*** Records shown ***

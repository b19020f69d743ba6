// Normal-Wishart conjugate prior

use crate::error::{Error, Result};
use crate::linalg::{inverse_sym, log_det_sym, mean_and_covariance, outer};

use nalgebra::{DMatrix, DVector};
use statrs::function::gamma::ln_gamma;
use std::f64::consts::PI;

/// Floor applied to sample variances when deriving default priors.
pub const VARIANCE_FLOOR: f64 = 1.0e-15;

/// Prior shrinkage used by `NormalWishart::from_data`.
pub const DEFAULT_SHRINKAGE: f64 = 0.01;

/// Hyperparameters of a Normal-Wishart distribution over a Gaussian mean and precision.
///
/// The precision follows Wishart(`dof`, `scale`) and, given the precision `P`, the
/// mean follows N(`mean`, (`shrinkage` P)^-1). The inverse scale and the log-determinant
/// of the scale are cached at construction.
#[derive(Debug, Clone, PartialEq)]
pub struct NormalWishart {
    mean: DVector<f64>,
    scale: DMatrix<f64>,
    inverse_scale: DMatrix<f64>,
    log_det_scale: f64,
    dof: f64,
    shrinkage: f64,
}

impl NormalWishart {
    pub fn new(mean: DVector<f64>, scale: DMatrix<f64>, dof: f64, shrinkage: f64) -> Result<Self> {
        let dim = mean.len();
        if dim == 0 {
            return Err(Error::InvalidHyperparameter {
                name: "mean",
                detail: "dimension must be at least one".to_string(),
            });
        }
        if scale.nrows() != dim || scale.ncols() != dim {
            return Err(Error::DimensionMismatch {
                expected: dim,
                actual: scale.nrows(),
            });
        }
        if !(dof > dim as f64) {
            return Err(Error::InvalidHyperparameter {
                name: "dof",
                detail: format!("{} must exceed the dimension {}", dof, dim),
            });
        }
        if !(shrinkage > 0.0) || !shrinkage.is_finite() {
            return Err(Error::InvalidHyperparameter {
                name: "shrinkage",
                detail: format!("{} must be positive and finite", shrinkage),
            });
        }
        let log_det_scale = log_det_sym(&scale, "prior scale")?;
        let inverse_scale = inverse_sym(&scale, "prior scale")?;
        Ok(Self {
            mean,
            scale,
            inverse_scale,
            log_det_scale,
            dof,
            shrinkage,
        })
    }

    /// Weakly informative priors derived from the empirical moments of `x`.
    ///
    /// Follows Fraley and Raftery (2007): prior mean at the sample mean, diagonal
    /// inverse-variance scale, `dim + 2` degrees of freedom and a small shrinkage.
    pub fn from_data(x: &DMatrix<f64>) -> Result<Self> {
        if x.nrows() == 0 {
            return Err(Error::NoObservations);
        }
        let dim = x.ncols();
        let (mean, covariance) = mean_and_covariance(x);
        let scale = DMatrix::from_diagonal(&DVector::from_fn(dim, |i, _| {
            1.0 / covariance[(i, i)].max(VARIANCE_FLOOR)
        }));
        Self::new(mean, scale, (dim + 2) as f64, DEFAULT_SHRINKAGE)
    }

    /// Conjugate posterior given `n` observations with sample mean `sample_mean` and
    /// centered scatter matrix `scatter`.
    pub fn posterior(
        &self,
        n: usize,
        sample_mean: &DVector<f64>,
        scatter: &DMatrix<f64>,
    ) -> Result<Self> {
        if n == 0 {
            return Ok(self.clone());
        }
        let n = n as f64;
        let shrinkage = self.shrinkage + n;
        let mean = (&self.mean * self.shrinkage + sample_mean * n) / shrinkage;
        let delta = sample_mean - &self.mean;
        let inverse_scale =
            &self.inverse_scale + scatter + outer(&delta) * (self.shrinkage * n / shrinkage);
        let scale = inverse_sym(&inverse_scale, "posterior inverse scale")?;
        let log_det_scale = log_det_sym(&scale, "posterior scale")?;
        Ok(Self {
            mean,
            scale,
            inverse_scale,
            log_det_scale,
            dof: self.dof + n,
            shrinkage,
        })
    }

    /// One copy of these hyperparameters per component.
    pub fn expand(&self, n_components: usize) -> Vec<Self> {
        vec![self.clone(); n_components]
    }

    pub fn dim(&self) -> usize {
        self.mean.len()
    }

    pub fn mean(&self) -> &DVector<f64> {
        &self.mean
    }

    pub fn scale(&self) -> &DMatrix<f64> {
        &self.scale
    }

    pub fn inverse_scale(&self) -> &DMatrix<f64> {
        &self.inverse_scale
    }

    pub fn log_det_scale(&self) -> f64 {
        self.log_det_scale
    }

    pub fn det_scale(&self) -> f64 {
        self.log_det_scale.exp()
    }

    pub fn dof(&self) -> f64 {
        self.dof
    }

    pub fn shrinkage(&self) -> f64 {
        self.shrinkage
    }

    /// Log density of each row of `x` under the prior predictive (multivariate Student-t).
    pub fn log_predictive(&self, x: &DMatrix<f64>) -> Result<Vec<f64>> {
        if x.ncols() != self.dim() {
            return Err(Error::DimensionMismatch {
                expected: self.dim(),
                actual: x.ncols(),
            });
        }
        let dim = self.dim() as f64;
        let a = self.dof;
        let tau = self.shrinkage / (1.0 + self.shrinkage);
        let constant = dim * (tau / PI).ln() + 2.0 * ln_gamma((a + 1.0) / 2.0)
            - 2.0 * ln_gamma((a + 1.0 - dim) / 2.0)
            - a * self.log_det_scale;
        x.row_iter()
            .map(|row| {
                let delta = &self.mean - row.transpose();
                let m = &self.inverse_scale + outer(&delta) * tau;
                let log_det = log_det_sym(&m, "prior predictive matrix")?;
                Ok((constant - (a + 1.0) * log_det) / 2.0)
            })
            .collect()
    }

    /// Density of each row of `x` under the prior predictive.
    pub fn predictive(&self, x: &DMatrix<f64>) -> Result<Vec<f64>> {
        Ok(self.log_predictive(x)?.into_iter().map(f64::exp).collect())
    }
}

*** End of Records shown ***

__Prompt__
Print nothing but the lines from the line with "let m = &self.inverse_scale" to the last line of the records above. Both of those lines count.

__Exercise result__
                let m = &self.inverse_scale + outer(&delta) * tau;
                let log_det = log_det_sym(&m, "prior predictive matrix")?;
                Ok((constant - (a + 1.0) * log_det) / 2.0)
            })
            .collect()
    }

    /// Density of each row of `x` under the prior predictive.
    pub fn predictive(&self, x: &DMatrix<f64>) -> Result<Vec<f64>> {
        Ok(self.log_predictive(x)?.into_iter().map(f64::exp).collect())
    }
}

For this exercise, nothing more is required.